## Task directions
Every entry needs to be duplicated exactly.

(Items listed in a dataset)
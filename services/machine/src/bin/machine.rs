//! Lamport virtual machine - one process per configured machine id
//!
//! Usage:
//!   machine 1
//!   machine 2 --config config/machines.toml --log-dir logs
//!   machine 3 --rate 4 --seed 42 --log-level debug

use anyhow::{Context, Result};
use clap::Parser;
use codec::ActorId;
use machine_actors::{Machine, MachineOptions};
use machine_config::{load_config, DEFAULT_CONFIG_PATH};
use std::path::PathBuf;
use tracing::{error, info};
use tracing_subscriber::EnvFilter;

#[derive(Parser, Debug)]
#[command(name = "machine")]
#[command(about = "Lamport logical clock virtual machine")]
#[command(version)]
struct Args {
    /// Machine id from the peer table
    id: u32,

    /// Path to the peer table (TOML or JSON)
    #[arg(short, long, default_value = DEFAULT_CONFIG_PATH)]
    config: PathBuf,

    /// Directory for log_<id>.txt (overrides simulation.log_dir)
    #[arg(long)]
    log_dir: Option<PathBuf>,

    /// Fixed tick rate in ticks per second instead of a random draw
    #[arg(long)]
    rate: Option<u32>,

    /// Seed for the tick-rate draw and action choices
    #[arg(long)]
    seed: Option<u64>,

    /// Log level (trace, debug, info, warn, error); RUST_LOG takes precedence
    #[arg(short, long, default_value = "info")]
    log_level: String,

    /// Enable JSON logging format
    #[arg(long)]
    json_logs: bool,
}

#[tokio::main]
async fn main() -> Result<()> {
    let args = Args::parse();

    init_logging(&args);

    if let Err(e) = run(args).await {
        error!("Machine failed: {:#}", e);
        return Err(e);
    }
    Ok(())
}

async fn run(args: Args) -> Result<()> {
    let id = ActorId::new(args.id);
    info!(machine = %id, config = ?args.config, "Starting Lamport machine");

    let config = load_config(Some(&args.config))
        .with_context(|| format!("Failed to load configuration from {:?}", args.config))?;

    let options = MachineOptions {
        log_dir: args.log_dir,
        rate: args.rate,
        seed: args.seed,
    };
    let machine = Machine::new(&config, id, options)
        .with_context(|| format!("Failed to set up machine {}", id))?;

    let summary = machine
        .run_until(shutdown_signal())
        .await
        .with_context(|| format!("Machine {} could not start", id))?;

    match summary {
        Some(summary) => info!(
            machine = %id,
            clock = summary.clock,
            events = summary.events_processed,
            "Shutdown complete"
        ),
        None => info!(machine = %id, "Shutdown complete (tick loop aborted)"),
    }
    Ok(())
}

fn init_logging(args: &Args) {
    let filter = EnvFilter::try_from_default_env()
        .unwrap_or_else(|_| EnvFilter::new(args.log_level.to_lowercase()));

    if args.json_logs {
        tracing_subscriber::fmt()
            .json()
            .with_env_filter(filter)
            .init();
    } else {
        tracing_subscriber::fmt().with_env_filter(filter).init();
    }
}

async fn shutdown_signal() {
    if let Err(e) = tokio::signal::ctrl_c().await {
        error!("Failed to listen for Ctrl+C: {}", e);
        return;
    }
    info!("Received shutdown signal");
}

## Answer to this problem
filename services/machine/src/bin/machine.rs
//! Lamport virtual machine - one process per configured machine id
//!
//! Usage:
//!   machine 1
//!   machine 2 --config config/machines.toml --log-dir logs
//!   machine 3 --rate 4 --seed 42 --log-level debug

use anyhow::{Context, Result};
use clap::Parser;
use codec::ActorId;
use machine_actors::{Machine, MachineOptions};
use machine_config::{load_config, DEFAULT_CONFIG_PATH};
use std::path::PathBuf;
use tracing::{error, info};
use tracing_subscriber::EnvFilter;

#[derive(Parser, Debug)]
#[command(name = "machine")]
#[command(about = "Lamport logical clock virtual machine")]
#[command(version)]
struct Args {
    /// Machine id from the peer table
    id: u32,

    /// Path to the peer table (TOML or JSON)
    #[arg(short, long, default_value = DEFAULT_CONFIG_PATH)]
    config: PathBuf,

    /// Directory for log_<id>.txt (overrides simulation.log_dir)
    #[arg(long)]
    log_dir: Option<PathBuf>,

    /// Fixed tick rate in ticks per second instead of a random draw
    #[arg(long)]
    rate: Option<u32>,

    /// Seed for the tick-rate draw and action choices
    #[arg(long)]
    seed: Option<u64>,

    /// Log level (trace, debug, info, warn, error); RUST_LOG takes precedence
    #[arg(short, long, default_value = "info")]
    log_level: String,

    /// Enable JSON logging format
    #[arg(long)]
    json_logs: bool,
}

#[tokio::main]
async fn main() -> Result<()> {
    let args = Args::parse();

    init_logging(&args);

    if let Err(e) = run(args).await {
        error!("Machine failed: {:#}", e);
        return Err(e);
    }
    Ok(())
}

async fn run(args: Args) -> Result<()> {
    let id = ActorId::new(args.id);
    info!(machine = %id, config = ?args.config, "Starting Lamport machine");

    let config = load_config(Some(&args.config))
        .with_context(|| format!("Failed to load configuration from {:?}", args.config))?;

    let options = MachineOptions {
        log_dir: args.log_dir,
        rate: args.rate,
        seed: args.seed,
    };
    let machine = Machine::new(&config, id, options)
        .with_context(|| format!("Failed to set up machine {}", id))?;

    let summary = machine
        .run_until(shutdown_signal())
        .await
        .with_context(|| format!("Machine {} could not start", id))?;

    match summary {
        Some(summary) => info!(
            machine = %id,
            clock = summary.clock,
            events = summary.events_processed,
            "Shutdown complete"
        ),
        None => info!(machine = %id, "Shutdown complete (tick loop aborted)"),
    }
    Ok(())
}

fn init_logging(args: &Args) {
    let filter = EnvFilter::try_from_default_env()
        .unwrap_or_else(|_| EnvFilter::new(args.log_level.to_lowercase()));

    if args.json_logs {
        tracing_subscriber::fmt()
            .json()
            .with_env_filter(filter)
            .init();
    } else {
        tracing_subscriber::fmt().with_env_filter(filter).init();
    }
}

async fn shutdown_signal() {
    if let Err(e) = tokio::signal::ctrl_c().await {
        error!("Failed to listen for Ctrl+C: {}", e);
        return;
    }
    info!("Received shutdown signal");
}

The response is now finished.